Navigating a Tough Market: Why Homebuyers Are Hitting the Brakes

Realtors are experiencing an increase in cautious buyers as the real estate market becomes more challenging. A recent Redfin report revealed that nearly 56,000 home-purchase agreements were terminated in June, equating to 15% of all homes that went under contract that month, marking the highest percentage for June recorded by the site.

Julie Zubiate, a Redfin Premier real estate agent in the San Francisco Bay Area, attributes the increase in buyer hesitance to the high costs associated with purchasing a home. “They’re backing out due to minor issues because the monthly costs associated with buying a home today are just too high to rationalize not getting everything on their must-have list,” Zubiate explained.

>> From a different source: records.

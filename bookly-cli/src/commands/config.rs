//! Configuration commands
//!
//! Commands: show, path

use anyhow::Result;
use bookly_db::DatabaseConfig;
use clap::{Parser, Subcommand};

#[derive(Parser, Debug)]
pub struct ConfigArgs {
    #[command(subcommand)]
    pub command: ConfigCommands,
}

#[derive(Subcommand, Debug)]
pub enum ConfigCommands {
    /// Show the effective database configuration (password redacted)
    Show {
        /// Print as JSON
        #[arg(long)]
        json: bool,
    },
    /// Print the default config file path
    Path,
}

pub fn run_show(config: &DatabaseConfig, json: bool) -> Result<()> {
    let shown = DatabaseConfig {
        url: config.redacted_url(),
        ..config.clone()
    };

    if json {
        println!("{}", serde_json::to_string_pretty(&shown)?);
    } else {
        println!("url                  = {}", shown.url);
        println!("max_connections      = {}", shown.max_connections);
        println!("acquire_timeout_secs = {}", shown.acquire_timeout_secs);
        println!("echo                 = {}", shown.echo);
    }
    Ok(())
}

pub fn run_path() -> Result<()> {
    println!("{}", DatabaseConfig::config_path().display());
    Ok(())
}
//! bookly-db: persistence layer for the bookly catalog
//!
//! Schema for users, books, reviews and tags, a `Storage` engine that owns
//! the connection pool, and scoped sessions for units of work.
//!
//! ```ignore
//! let config = DatabaseConfig::load(None, None)?;
//! let storage = Storage::connect(&config).await?;
//! storage.initialize().await?;
//!
//! let mut session = storage.session().await?;
//! let user = UserRepo::new(&mut session).create(new_user).await?;
//! session.commit().await?;
//! ```

pub mod config;
pub mod error;
pub mod models;
pub mod repos;
pub mod schema;
pub mod session;
pub mod storage;

pub use config::DatabaseConfig;
pub use error::{DbError, Result};
pub use repos::{BookRepo, ReviewRepo, TagRepo, UserRepo};
pub use session::Session;
pub use storage::{PoolStatus, Storage};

In Miami, Redfin agent Rafael Corrales reported that he has encountered significant cancellations due to small factors, with approximately 2,500 home purchases canceled in June, representing around 17.6% of homes under contract. Corrales emphasized that the main challenge is affordability.

In June, the median home sale price reached a record $442,525, with the average 30-year mortgage rate at 6.92%. In addition to high home prices and elevated mortgage rates, homebuyers are also facing increased costs from insurance, property taxes, HOA fees, and other related expenses, worsened by inflation.

This lack of affordability has led to a substantial decline in home sales, according to Redfin. Monthly home sales dropped by 0.5% in June, marking the most significant decrease since October 2023. Year-over-year, home sales fell by 1.1% and were 21.5% lower than pre-pandemic figures.